Showing posts with label MÖRIKE Eduard. Show all posts
Showing posts with label MÖRIKE Eduard. Show all posts

Wednesday, March 19, 2014

Some few of the most beautiful lines ever written - a Sebald bibliography

A couple of days of vacation are on their way, so this will be the last post until Monday.

I have been ignoring the issue of just who Gottfried Keller and Johann Peter Hebel and so on actually are, or what they wrote – everyone knows Jean-Jacques Rousseau, right, but not Eduard Mörike – just taking it for granted that they are worth reading not only because Sebald found them valuable but because I have read them myself, not that I have written much about them.

Keller is a good example.  You would think that Keller’s massive Green Henry (1854) would have given me two weeks of material, but I barely mentioned it, likely because I never really got hold of it, or I was writing about something else.  Keller’s novel is a portrait of a young artist much like himself who runs through a series of troubles with school, girls, and his attempts to become a painter.   Sebald is writing about a description of Henry walking at night:

What is remarkable about this passage is the way in which Keller’s prose, so unreservedly committed to earthly life, attains is most astonishing heights at precisely those moments where it reaches out to touch the edge of eternity.  (109)

Like, Sebald says, “the work of a baroque poet of mortality and vanitas.”  And this really is just a passage about a man out walking in the dark.  Sebald is talking about the mysteries that slip in, like the “invisible swarms of migratory birds [that] passed high overhead with an audible rustling of wings.”

Green Henry is a strange book that violates almost every idea I have about good writing, much like Adalbert Stifter’s Indian Summer, the other long German-language masterpiece from the 1850s.  One strange thing about it is that it is constructed out of a series of novella-length and novella-like episodes, an unusual structure.  Why I did not write about Keller’s actual novellas, like the heartbreaking A Village Romeo and Juliet or the fine folk tale-like comedies Clothes Make the Man and The Three Righteous Combmakers is more of a puzzle, although I see that I did write a bit about not writing about them.  How very helpful.  Those stories are all easy to like.

Eduard Mörike is a different issue, since I have not read his long Kunstlerroman titled Nolten the Painter (1832) – Sebald makes it sound like a mess – but rather some poems, which I wrote about many years ago, and his effervescent novella Mozart on the Way to Prague (1855).  The poems are so sweet and charming, except for the one where the poet kicks a critic down the stairs, and the Mozart story is also a delight, and frankly a corrective to the “kooky Mozart” stereotype.

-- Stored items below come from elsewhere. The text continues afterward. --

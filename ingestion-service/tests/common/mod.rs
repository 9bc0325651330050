//! Common test utilities for ingestion-service integration tests.

#![allow(dead_code)]

use axum::{
    body::Body,
    http::{Request, StatusCode},
    Router,
};
use http_body_util::BodyExt;
use ingestion_service::config::{DatabaseConfig, IngestionConfig};
use ingestion_service::services::InMemoryRepository;
use ingestion_service::startup::{build_router, Application};
use serde_json::{json, Value};
use service_core::config::Config as CommonConfig;
use std::sync::{Arc, Once};
use tower::ServiceExt;

static INIT: Once = Once::new();

/// Initialize tracing for tests (only once).
pub fn init_tracing() {
    INIT.call_once(|| {
        tracing_subscriber::fmt()
            .with_env_filter("info,ingestion_service=debug,sqlx=warn")
            .with_test_writer()
            .try_init()
            .ok();
    });
}

/// Router backed by a fresh in-memory repository.
pub fn in_memory_app() -> Router {
    init_tracing();
    build_router(Arc::new(InMemoryRepository::new()))
}

/// Wire-format record with the given dates; everything else is fixed sample data.
pub fn record(reference: &str, issue: &str, due: &str, closed: Option<&str>) -> Value {
    json!({
        "reference": reference,
        "currencyCode": "EUR",
        "issueDate": issue,
        "openingValue": 1001.0,
        "paidValue": 1000.0,
        "dueDate": due,
        "closedDate": closed,
        "cancelled": false,
        "debtorName": "Random Bank",
        "debtorReference": "3d811c09-c951-446e-a976-3cc176aaa28c",
        "debtorCountryCode": "RO",
        "debtorAddress1": "Bucharest",
        "debtorAddress2": "Random Street",
        "debtorTown": "Bucharest",
        "debtorState": "Romania",
        "debtorZip": "123456",
        "debtorRegistrationNumber": "1234567890"
    })
}

/// Valid: closed on its due date.
pub fn r1() -> Value {
    record("R1", "2023-11-01", "2023-11-30", Some("2023-11-30"))
}

/// Invalid: due before issue.
pub fn r2() -> Value {
    record("R2", "2023-12-31", "2023-11-30", None)
}

pub async fn send(app: &Router, method: &str, uri: &str, body: Option<Value>) -> (StatusCode, Value) {
    let builder = Request::builder().method(method).uri(uri);
    let request = match body {
        Some(body) => builder
            .header("content-type", "application/json")
            .body(Body::from(body.to_string()))
            .unwrap(),
        None => builder.body(Body::empty()).unwrap(),
    };

    let response = app.clone().oneshot(request).await.unwrap();
    let status = response.status();
    let bytes = response.into_body().collect().await.unwrap().to_bytes();
    let value = if bytes.is_empty() {
        Value::Null
    } else {
        serde_json::from_slice(&bytes).unwrap_or(Value::Null)
    };
    (status, value)
}

pub fn references(body: &Value) -> Vec<String> {
    body.as_array()
        .unwrap()
        .iter()
        .map(|r| r["reference"].as_str().unwrap().to_string())
        .collect()
}

/// Test configuration pointing at `TEST_DATABASE_URL`.
pub fn test_config() -> IngestionConfig {
    let database_url = std::env::var("TEST_DATABASE_URL")
        .expect("TEST_DATABASE_URL must be set to run PostgreSQL integration tests");

    IngestionConfig {
        common: CommonConfig {
            host: "127.0.0.1".parse().unwrap(),
            port: 0,
        },
        service_name: "ingestion-service-test".to_string(),
        service_version: "test".to_string(),
        log_level: "debug".to_string(),
        otlp_endpoint: None,
        database: DatabaseConfig {
            url: database_url,
            max_connections: 2,
            min_connections: 1,
        },
    }
}

/// Spawn the real application against PostgreSQL and return its base address.
pub async fn spawn_app() -> String {
    init_tracing();

    let app = Application::build(test_config())
        .await
        .expect("Failed to build application");
    let address = format!("http://127.0.0.1:{}", app.port());

    tokio::spawn(async move {
        app.run_until_stopped().await.ok();
    });

    address
}

/// Reference that will not collide with rows left by earlier runs.
pub fn unique_reference(prefix: &str) -> String {
    use std::time::{SystemTime, UNIX_EPOCH};
    let nanos = SystemTime::now()
        .duration_since(UNIX_EPOCH)
        .unwrap()
        .as_nanos();
    format!("{}-{:x}", prefix, nanos)
}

I feel that Sebald cheats a bit with Mörike, since he never mentions Mozart on the Way to Prague or the more amusing poems.  Not melancholy enough, I guess, although they, too are part of the artistic “mystery” Sebald describes, the result of craft and “a very long memory” and

possibly, a certain unluckiness in love, which appears to have been precisely the lot of those who, like  Mörike and Schubert, Keller and Walser, have bequeathed to us some few of the most beautiful lines ever written.  (87)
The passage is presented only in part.